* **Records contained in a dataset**
---+---
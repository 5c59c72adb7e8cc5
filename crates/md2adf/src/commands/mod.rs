//! CLI command implementations.

pub(crate) mod confluence;
pub(crate) mod convert;
pub(crate) mod jira;

pub(crate) use confluence::ConfluenceArgs;
pub(crate) use convert::ConvertArgs;
pub(crate) use jira::JiraArgs;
---+---
Print every record above exactly as it stands.

* **EXPECTED ANSWER**
repository 5c59c72adb7e8cc5
filename crates/md2adf/src/commands/mod.rs
//! CLI command implementations.

pub(crate) mod confluence;
pub(crate) mod convert;
pub(crate) mod jira;

pub(crate) use confluence::ConfluenceArgs;
pub(crate) use convert::ConvertArgs;
pub(crate) use jira::JiraArgs;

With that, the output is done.